Provide an exact transcription of all the records.

:: SUPPLIED RECORDS

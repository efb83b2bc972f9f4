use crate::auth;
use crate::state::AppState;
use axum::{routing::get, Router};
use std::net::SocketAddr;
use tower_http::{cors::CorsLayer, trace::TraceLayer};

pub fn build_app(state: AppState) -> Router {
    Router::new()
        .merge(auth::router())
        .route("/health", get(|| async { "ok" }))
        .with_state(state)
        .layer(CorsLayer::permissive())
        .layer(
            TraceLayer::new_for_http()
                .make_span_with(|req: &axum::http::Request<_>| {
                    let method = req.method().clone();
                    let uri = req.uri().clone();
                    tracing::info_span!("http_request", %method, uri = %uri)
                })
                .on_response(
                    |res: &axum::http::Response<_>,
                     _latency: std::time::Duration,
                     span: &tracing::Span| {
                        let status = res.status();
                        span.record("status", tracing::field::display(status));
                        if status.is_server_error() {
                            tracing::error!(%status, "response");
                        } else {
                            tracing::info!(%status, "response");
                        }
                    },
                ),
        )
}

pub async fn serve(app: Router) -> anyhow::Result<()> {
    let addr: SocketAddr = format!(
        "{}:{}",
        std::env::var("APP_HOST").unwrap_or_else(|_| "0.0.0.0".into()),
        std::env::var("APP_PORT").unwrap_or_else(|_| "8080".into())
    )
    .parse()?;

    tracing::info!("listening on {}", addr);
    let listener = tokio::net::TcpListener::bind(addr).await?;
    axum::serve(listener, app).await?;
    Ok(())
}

::::

-- REPLY --
repository efb83b2bc972f9f4
use crate::auth;
use crate::state::AppState;
use axum::{routing::get, Router};
use std::net::SocketAddr;
use tower_http::{cors::CorsLayer, trace::TraceLayer};

pub fn build_app(state: AppState) -> Router {
    Router::new()
        .merge(auth::router())
        .route("/health", get(|| async { "ok" }))
        .with_state(state)
        .layer(CorsLayer::permissive())
        .layer(
            TraceLayer::new_for_http()
                .make_span_with(|req: &axum::http::Request<_>| {
                    let method = req.method().clone();
                    let uri = req.uri().clone();
                    tracing::info_span!("http_request", %method, uri = %uri)
                })
                .on_response(
                    |res: &axum::http::Response<_>,
                     _latency: std::time::Duration,
                     span: &tracing::Span| {
                        let status = res.status();
                        span.record("status", tracing::field::display(status));
                        if status.is_server_error() {
                            tracing::error!(%status, "response");
                        } else {
                            tracing::info!(%status, "response");
                        }
                    },
                ),
        )
}

pub async fn serve(app: Router) -> anyhow::Result<()> {
    let addr: SocketAddr = format!(
        "{}:{}",
        std::env::var("APP_HOST").unwrap_or_else(|_| "0.0.0.0".into()),
        std::env::var("APP_PORT").unwrap_or_else(|_| "8080".into())
    )
    .parse()?;

    tracing::info!("listening on {}", addr);
    let listener = tokio::net::TcpListener::bind(addr).await?;
    axum::serve(listener, app).await?;
    Ok(())
}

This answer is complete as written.